Der Vortrag dauerte etwa eine Stunde und war sehr unterhaltsam, weil unsere Führerin uns immer wieder einbezog, Fragen stellte oder Helfer für Versuche rekrutierte. Alles war super vorbereitet, mit Namenskärtchen für jeden und diversen Versuchsanordnungen, die jedem wirklich mit eigenen Augen die Fähigkeiten von Menschenaugen (bzw. seines Hirns beim Interpretieren von Bildern auf der Netzhaut) und dann die von Pferden vorführte. Wir haben auch viel gelacht!

Nach dem Vortrag sind wir noch durch die Ausstellung gegangen und haben auf eigene Faust die Exponate angesehen. Den Jungs gefielen die Möglichkeiten, einen virtuellen Ausritt auf einer „Pferdemaschine“ zu machen, besonders auch der Ritt im Damensattel. Für jeden ist etwas dabei, an dem man hängenbleibt, seien es die vielen herrlichen alten Gemälde, die Prunkgeschirre oder die lebendig gestaltete Geschichte der Kriegspferde. Bei den Behandlungsmethoden von Krankheiten oder auch dem Beschlag verblüffte mich, dass man schon in der Antike bemüht war, den Pferden zu helfen und sich die Mittel gar nicht so sehr von heutigen unterschieden. Zugleich konnte man hier aber auch die extremen Fortschritte gerade der letzten Jahre erkennen.
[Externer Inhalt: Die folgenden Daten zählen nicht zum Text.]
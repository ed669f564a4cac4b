use rand::rngs::StdRng;
use rand::{Rng, SeedableRng};

/// k-means parameters.
#[derive(Debug, Clone)]
pub struct KMeansConfig {
    /// Requested cluster count; clamped to the number of points.
    pub clusters: usize,
    pub max_iterations: usize,
    pub seed: u64,
}

impl Default for KMeansConfig {
    fn default() -> Self {
        Self {
            clusters: 100,
            max_iterations: 300,
            seed: 42,
        }
    }
}

fn squared_distance(a: &[f32], b: &[f32]) -> f32 {
    a.iter().zip(b).map(|(x, y)| (x - y) * (x - y)).sum()
}

/// Index of the nearest centroid; ties go to the lowest index.
fn nearest(point: &[f32], centroids: &[Vec<f32>]) -> usize {
    let mut best = 0;
    let mut best_dist = f32::INFINITY;
    for (i, c) in centroids.iter().enumerate() {
        let d = squared_distance(point, c);
        if d < best_dist {
            best = i;
            best_dist = d;
        }
    }
    best
}

/// k-means++ seeding: each new centroid is drawn with probability
/// proportional to its squared distance from the closest existing one.
fn init_centroids(points: &[Vec<f32>], k: usize, rng: &mut StdRng) -> Vec<Vec<f32>> {
    let mut centroids = vec![points[rng.gen_range(0..points.len())].clone()];
    let mut dist: Vec<f32> = points
        .iter()
        .map(|p| squared_distance(p, &centroids[0]))
        .collect();

    while centroids.len() < k {
        let total: f32 = dist.iter().sum();
        let next = if total > 0.0 {
            let mut draw = rng.gen::<f32>() * total;
            let mut chosen = points.len() - 1;
            for (i, d) in dist.iter().enumerate() {
                if draw < *d {
                    chosen = i;
                    break;
                }
                draw -= d;
            }
            chosen
        } else {
            // Every point coincides with a centroid
            rng.gen_range(0..points.len())
        };
        let centroid = points[next].clone();
        for (d, p) in dist.iter_mut().zip(points) {
            *d = d.min(squared_distance(p, &centroid));
        }
        centroids.push(centroid);
    }
    centroids
}

/// Partition `points` into clusters with Lloyd's algorithm.
///
/// Returns one label in `0..k` per point, where `k` is the configured
/// cluster count clamped to `points.len()`. Iteration stops early once no
/// assignment changes. Empty input yields no labels.
#[must_use]
pub fn kmeans(points: &[Vec<f32>], config: &KMeansConfig) -> Vec<usize> {
    if points.is_empty() {
        return Vec::new();
    }
    let k = config.clusters.clamp(1, points.len());
    let dims = points[0].len();
    let mut rng = StdRng::seed_from_u64(config.seed);
    let mut centroids = init_centroids(points, k, &mut rng);
    let mut labels: Vec<usize> = points.iter().map(|p| nearest(p, &centroids)).collect();

    for _ in 0..config.max_iterations {
        let mut sums = vec![vec![0f32; dims]; k];
        let mut counts = vec![0usize; k];
        for (p, &label) in points.iter().zip(&labels) {
            counts[label] += 1;
            for (s, v) in sums[label].iter_mut().zip(p) {
                *s += v;
            }
        }
        // Empty clusters keep their previous centroid
        for ((centroid, sum), &count) in centroids.iter_mut().zip(sums).zip(&counts) {
            if count > 0 {
                *centroid = sum.into_iter().map(|s| s / count as f32).collect();
            }
        }

        let next: Vec<usize> = points.iter().map(|p| nearest(p, &centroids)).collect();
        if next == labels {
            break;
        }
        labels = next;
    }
    labels
}
use std::panic::{self, AssertUnwindSafe};
use std::thread;

use crossbeam_channel::{unbounded, Receiver, Sender};

use crate::error::DocmineError;
use crate::tasks::task::{Task, TaskContext, TaskReport};

/// Fixed pool of worker threads draining one FIFO task queue.
pub struct Dispatcher {
    workers: usize,
    ctx: TaskContext,
}

impl Dispatcher {
    /// A dispatcher with `workers` threads (at least one).
    #[must_use]
    pub fn new(workers: usize, ctx: TaskContext) -> Self {
        Self {
            workers: workers.max(1),
            ctx,
        }
    }

    /// Run every task and block until the queue is drained.
    ///
    /// Tasks start in submission order but may finish in any order. Every
    /// task yields a report, including tasks that failed or panicked, and the
    /// reports come back in submission order.
    #[must_use]
    pub fn run(&self, tasks: Vec<Task>) -> Vec<TaskReport> {
        let total = tasks.len();
        if total == 0 {
            return Vec::new();
        }
        let workers = self.workers.min(total);
        tracing::info!("dispatching {total} task(s) across {workers} worker(s)");

        let (task_tx, task_rx) = unbounded::<(usize, Task)>();
        let (result_tx, result_rx) = unbounded::<(usize, TaskReport)>();
        for entry in tasks.into_iter().enumerate() {
            if task_tx.send(entry).is_err() {
                break;
            }
        }
        drop(task_tx);

        thread::scope(|scope| {
            for worker_id in 0..workers {
                let rx = task_rx.clone();
                let tx = result_tx.clone();
                let ctx = &self.ctx;
                scope.spawn(move || worker_loop(worker_id, &rx, &tx, ctx));
            }
        });
        drop(result_tx);

        let mut reports: Vec<(usize, TaskReport)> = result_rx.iter().collect();
        reports.sort_by_key(|(seq, _)| *seq);
        reports.into_iter().map(|(_, report)| report).collect()
    }
}

fn worker_loop(
    worker_id: usize,
    rx: &Receiver<(usize, Task)>,
    tx: &Sender<(usize, TaskReport)>,
    ctx: &TaskContext,
) {
    for (seq, task) in rx {
        tracing::info!(worker = worker_id, "running {task}");
        let outcome = panic::catch_unwind(AssertUnwindSafe(|| task.execute(ctx)))
            .unwrap_or_else(|_| {
                Err(DocmineError::TaskPanicked {
                    task: task.to_string(),
                })
            });
        match &outcome {
            Ok(_) => tracing::info!(worker = worker_id, "finished {task}"),
            Err(e) => tracing::error!(worker = worker_id, "{task} failed: {e}"),
        }
        if tx.send((seq, TaskReport::new(&task, outcome))).is_err() {
            break;
        }
    }
}

#[cfg(test)]
mod tests {
    use super::*;
    use crate::config::Config;
    use crate::db::Store;
    use std::path::PathBuf;
    use tempfile::TempDir;

    fn dispatcher(tmp: &TempDir, workers: usize) -> Dispatcher {
        Dispatcher::new(workers, TaskContext::new(Config::new(tmp.path())))
    }

    #[test]
    fn empty_queue_returns_no_reports() {
        let tmp = TempDir::new().unwrap();
        assert!(dispatcher(&tmp, 2).run(Vec::new()).is_empty());
    }

    #[test]
    fn reports_follow_submission_order() {
        let tmp = TempDir::new().unwrap();
        let tasks = vec![
            Task::InitDb,
            Task::ApplyNlp("a.pdf".into()),
            Task::GenerateTopics("a.pdf".into()),
            Task::GenerateEmbeddings("a.pdf".into()),
            Task::ClusterEmbeddings("a.pdf".into()),
        ];
        let reports = dispatcher(&tmp, 2).run(tasks.clone());
        assert_eq!(reports.len(), tasks.len());
        for (report, task) in reports.iter().zip(&tasks) {
            assert_eq!(report.task, task.name());
            assert!(report.ok, "{report:?}");
        }
    }

    #[test]
    fn failures_are_reported_not_swallowed() {
        let tmp = TempDir::new().unwrap();
        let reports = dispatcher(&tmp, 2).run(vec![
            Task::ProcessPdf(PathBuf::from("/no/such/file.pdf")),
            Task::InitDb,
        ]);
        assert!(!reports[0].ok);
        assert!(reports[0].error.as_deref().unwrap().contains("io error"));
        assert!(reports[1].ok);
    }

    #[test]
    fn workers_share_one_store() {
        let tmp = TempDir::new().unwrap();
        let store = Store::new(tmp.path().join("text_data.db"));
        {
            let mut db = store.open().unwrap();
            for name in ["a.pdf", "b.pdf", "c.pdf"] {
                db.store_file_with_chunks(name, &["the cats are running".to_string()])
                    .unwrap();
            }
        }
        let tasks = ["a.pdf", "b.pdf", "c.pdf"]
            .iter()
            .map(|n| Task::ApplyNlp((*n).to_string()))
            .collect();
        let reports = dispatcher(&tmp, 3).run(tasks);
        assert!(reports.iter().all(|r| r.ok));

        let db = store.open().unwrap();
        for name in ["a.pdf", "b.pdf", "c.pdf"] {
            assert_eq!(db.get_processed_texts(name).unwrap().len(), 1);
        }
    }
}
/// Chunk size for files under 10 MB.
const SMALL_CHUNK: usize = 200_000;
/// Chunk size for files under 50 MB.
const MEDIUM_CHUNK: usize = 500_000;
/// Chunk size for files under 100 MB.
const LARGE_CHUNK: usize = 1_000_000;
/// Chunk size for anything bigger.
const HUGE_CHUNK: usize = 2_000_000;

/// Pick a chunk size (in characters) from the source file size in bytes.
#[must_use]
pub fn determine_chunk_size(file_size: u64) -> usize {
    match file_size {
        s if s < 10_000_000 => SMALL_CHUNK,
        s if s < 50_000_000 => MEDIUM_CHUNK,
        s if s < 100_000_000 => LARGE_CHUNK,
        _ => HUGE_CHUNK,
    }
}

/// Split `text` into consecutive pieces of at most `chunk_size` characters.
///
/// Pieces never overlap and concatenate back to `text`; only the last one may
/// be shorter. Boundaries fall on `char` boundaries, not word boundaries.
/// A `chunk_size` of zero is treated as one.
#[must_use]
pub fn chunk_text(text: &str, chunk_size: usize) -> Vec<String> {
    let chunk_size = chunk_size.max(1);
    let mut chunks = Vec::with_capacity(text.len() / chunk_size + 1);
    let mut start = 0;
    let mut count = 0;
    for (idx, _) in text.char_indices() {
        if count == chunk_size {
            chunks.push(text[start..idx].to_string());
            start = idx;
            count = 0;
        }
        count += 1;
    }
    if start < text.len() {
        chunks.push(text[start..].to_string());
    }
    chunks
}

#[cfg(test)]
mod tests {
    use super::*;

    #[test]
    fn chunk_size_thresholds() {
        assert_eq!(determine_chunk_size(0), 200_000);
        assert_eq!(determine_chunk_size(9_999_999), 200_000);
        assert_eq!(determine_chunk_size(10_000_000), 500_000);
        assert_eq!(determine_chunk_size(49_999_999), 500_000);
        assert_eq!(determine_chunk_size(50_000_000), 1_000_000);
        assert_eq!(determine_chunk_size(99_999_999), 1_000_000);
        assert_eq!(determine_chunk_size(100_000_000), 2_000_000);
        assert_eq!(determine_chunk_size(u64::MAX), 2_000_000);
    }

    #[test]
    fn chunks_concatenate_to_input() {
        let inputs = [
            "",
            "a",
            "hello world",
            "exactly8",
            "naïve café – ünïcödé text with mixed widths 🚀🚀🚀",
        ];
        for text in inputs {
            for size in 1..=9 {
                let chunks = chunk_text(text, size);
                assert_eq!(chunks.concat(), text, "size {size}");
                if let Some((last, rest)) = chunks.split_last() {
                    assert!(rest.iter().all(|c| c.chars().count() == size));
                    assert!(!last.is_empty());
                    assert!(last.chars().count() <= size);
                }
            }
        }
    }

    #[test]
    fn final_chunk_may_be_short() {
        let chunks = chunk_text("abcdefg", 3);
        assert_eq!(chunks, vec!["abc", "def", "g"]);
    }

    #[test]
    fn empty_text_has_no_chunks() {
        assert!(chunk_text("", 10).is_empty());
    }

    #[test]
    fn zero_size_falls_back_to_single_chars() {
        assert_eq!(chunk_text("ab", 0), vec!["a", "b"]);
    }
}
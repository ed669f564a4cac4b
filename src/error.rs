use thiserror::Error;

#[derive(Error, Debug)]
pub enum DocmineError {
    #[error("database error: {0}")]
    Database(#[from] rusqlite::Error),

    #[error("io error: {0}")]
    Io(#[from] std::io::Error),

    #[error("pdf error in {path}: {detail}")]
    Pdf { path: String, detail: String },

    #[error("unsupported file format '{ext}' for {path}: expected csv, tsv, xls or xlsx")]
    UnsupportedFormat { path: String, ext: String },

    #[error("cannot read data file {path}: {detail}")]
    Tabular { path: String, detail: String },

    #[error("migration {version} failed: {detail}")]
    Migration { version: u32, detail: String },

    #[error("task panicked: {task}")]
    TaskPanicked { task: String },

    #[error("json error: {0}")]
    Json(#[from] serde_json::Error),

    #[error("config error: {0}")]
    Config(String),

    #[error("{0}")]
    Other(String),
}

pub type Result<T> = std::result::Result<T, DocmineError>;
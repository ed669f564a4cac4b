//! File-scoped batch stages run by the task dispatcher.
//!
//! Each stage opens nothing itself: it works on the [`Database`](crate::db::Database)
//! it is handed and re-reads its inputs from the store, so stages can run in
//! any order and on different workers.

pub mod analysis;
pub mod extract;
pub mod nlp;

pub use analysis::{
    cluster_embeddings, embed_processed_texts, generate_embeddings, generate_topics,
    ClusterSummary, EmbeddingSummary, TopicSummary,
};
pub use extract::{
    extract_pdf_content_and_store, extract_pdf_tables_and_store, store_page_tables, store_pages,
    ExtractionSummary, TableSummary,
};
pub use nlp::{apply_nlp, extract_entities, EntitySummary, NlpSummary};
Das Museum hat einen netten kleinen Shop mit viel interessanter Fachliteratur und den üblichen Mitbringseln. Ich habe eine Broschüre über „Ich muss sehen, wie Herr Frau Doktor von seinem Gaul stürzt“ über die Pferde-begeisterte erste deutsche Frau, die studieren und promovieren durfte, mitgenommen. Der Besuch von Universitäten war Frauen in Deutschland damals verboten. Der Titel sprach mich allerdings noch aus einem anderen Grund irgendwie persönlich an 😉

 

Ein wirklich lohnenswerter Ausflug! Unbedingt empfehlenswert!